Il y aura toujours un pirate qui arrivera à créer un malware indétectable même si votre antivirus coûte un bras. Il y aura toujours un pirate qui trouvera un moyen de passer admin sous Windows même si vous avez tout mis à jour. Il y aura toujours un pirate qui arrivera à faire un saut de VLan même si vous avez le dernier switch Cisco.
Mais…
Si vous avez un antispam (même moyen), un antivirus (même moyen), un peu de sensibilisation des utilisateurs, des utilisateurs non admin de leur poste, des OS relativement à jour, de la segmentation réseau, un peu de détection pour les cas vraiment chauds et des sauvegardes bien à l’abri… le pirate qui contournera tout ça à la fois, il aura un sacré CV.

Ce principe s’appuie en partie sur celui du “maillon le plus faible” (weakest link) qui postule que le niveau de sécurité global est égal au niveau de sécurité du composant le plus faiblement protégé.

Moindre surprise (Least astonishment)

Ce principe n’est pas tout le temps considéré comme un pur principe de sécurité (il vient du monde de l’ergonomie).
Il postule d’éviter au maximum d’implémenter des comportements contre-intuitifs pour l’utilisateur afin de limiter les risques d’erreurs.

Et alors là, on a un cas d’école parfait avec AWS. Sur les permissions des stockages S3 on pouvait restreindre à AuthenticatedUsers.
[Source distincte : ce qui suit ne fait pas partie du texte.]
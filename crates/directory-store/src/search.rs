//! Case-insensitive text search over name, role and address.

use directory_shared::Profile;

/// Whether `query` occurs in the profile's name, description or address,
/// ignoring case.  An empty query matches every profile.
pub fn matches(profile: &Profile, query: &str) -> bool {
    let needle = query.to_lowercase();
    matches_lowercase(profile, &needle)
}

/// Return the profiles matching `query`, in their original order.
pub fn filter(profiles: &[Profile], query: &str) -> Vec<Profile> {
    let needle = query.to_lowercase();
    profiles
        .iter()
        .filter(|p| matches_lowercase(p, &needle))
        .cloned()
        .collect()
}

fn matches_lowercase(profile: &Profile, needle: &str) -> bool {
    [&profile.name, &profile.description, &profile.address]
        .iter()
        .any(|field| field.to_lowercase().contains(needle))
}

#[cfg(test)]
mod tests {
    use directory_shared::{Coordinates, ProfileDraft, ProfileId};

    use super::*;

    fn profile(id: u64, name: &str, description: &str, address: &str) -> Profile {
        let draft = ProfileDraft {
            name: name.into(),
            description: description.into(),
            address: address.into(),
            interests: "Photography".into(),
            email: "findme@example.com".into(),
            ..Default::default()
        };
        Profile::from_draft(ProfileId(id), draft, Coordinates::SENTINEL)
    }

    fn directory() -> Vec<Profile> {
        vec![
            profile(1, "Jane Smith", "Software Engineer", "123 Tech Street, Silicon Valley, CA"),
            profile(2, "John Doe", "Product Designer", "456 Design Avenue, New York, NY"),
            profile(3, "Mara Lind", "Engineering Manager", "9 Fjord Road, Oslo"),
        ]
    }

    fn ids(profiles: &[Profile]) -> Vec<u64> {
        profiles.iter().map(|p| p.id.get()).collect()
    }

    #[test]
    fn test_empty_query_matches_all() {
        assert_eq!(ids(&filter(&directory(), "")), vec![1, 2, 3]);
    }

    #[test]
    fn test_case_insensitive_across_fields() {
        let all = directory();
        assert_eq!(ids(&filter(&all, "JOHN")), vec![2]);
        assert_eq!(ids(&filter(&all, "engineer")), vec![1, 3]);
        assert_eq!(ids(&filter(&all, "new york")), vec![2]);
    }

    #[test]
    fn test_ignores_other_fields() {
        let all = directory();
        assert!(filter(&all, "photography").is_empty());
        assert!(filter(&all, "findme").is_empty());
    }

    #[test]
    fn test_preserves_input_order() {
        let mut all = directory();
        all.reverse();
        assert_eq!(ids(&filter(&all, "e")), vec![3, 2, 1]);
    }

    #[test]
    fn test_filter_is_idempotent() {
        let all = directory();
        for query in ["", "a", "Design", "road", "zzz", "N"] {
            let once = filter(&all, query);
            assert_eq!(filter(&once, query), once, "query {query:?}");
        }
    }

    #[test]
    fn test_filter_agrees_with_field_check() {
        let all = directory();
        for query in ["", "an", "STREET", "oslo", "Doe", "x"] {
            let kept = filter(&all, query);
            let q = query.to_lowercase();
            for p in &all {
                let expected = p.name.to_lowercase().contains(&q)
                    || p.description.to_lowercase().contains(&q)
                    || p.address.to_lowercase().contains(&q);
                assert_eq!(kept.contains(p), expected, "query {query:?}, id {}", p.id);
                assert_eq!(matches(p, query), expected);
            }
        }
    }
}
N’importe qui s’attend à ce que ça signifie que seuls les utilisateurs authentifiés de son entités puissent y accéder. Que néni, cela signifie que tous les utilisateurs authentifiés d’AWS en entier peuvent y accéder.
Ce comportement n’était pas intuitif car on s’attend beaucoup plus à avoir une fonction de restriction à sa propre entité qu’à tout AWS. On voit mal pourquoi on voudrait restreindre quelque chose à tous les utilisateurs d’AWS (dans ce cas autant ouvrir à tout le monde sans restriction, donc l’option Everyone suffit).
Et du coup cette erreur de configuration a été et demeure la plus fréquente sur les infrastructures cloud d’AWS. Elle a notamment occasionné des leaks considérables.

On ne doit pas ignorer les automatismes, les habitudes, les conventions, lorsque l’on conçoit une interface, au risque de faire des utilisateurs une menace pour eux-mêmes.

Privacy by design

Nous ne nous étendrons pas énormément sur ce principe, étant très en vogue, il possède déjà une littérature abondante.

Rappellons seulement ses dimensions essentielles.
Premièrement : la donnée la plus sécurisée est celle qu’on ne collecte pas.
Deuxièmement, pour ce qu’on collecte, on pseudonymise. Derrière ce barbarisme se cache en fait une très bonne pratique qui évite qu’en cas de leak le pirate fasse trop facilement joujou avec la vie numérique des utilisateurs.
Troisièmement, on garde le contrôle sur les emplacements des données sensibles. Notamment on évite qu’elles se baladent en préprod (où elles finissent par trainer sur les postes de tous les dev).

Le mot de la fin

Bien qu’ils soient bien documentés, ces principes ne sont généralement connus que des spécialistes de la sécurité informatique et très peu des développeurs et autres architectes des réseaux (alors qu’ils en sont la première cible).

Il est toujours bon de rappeler les fondamentaux et d’éviter de laisser des concepts trop peu définis (sinon le marketing s’engouffre dedans et les définitions deviennent… quantiques).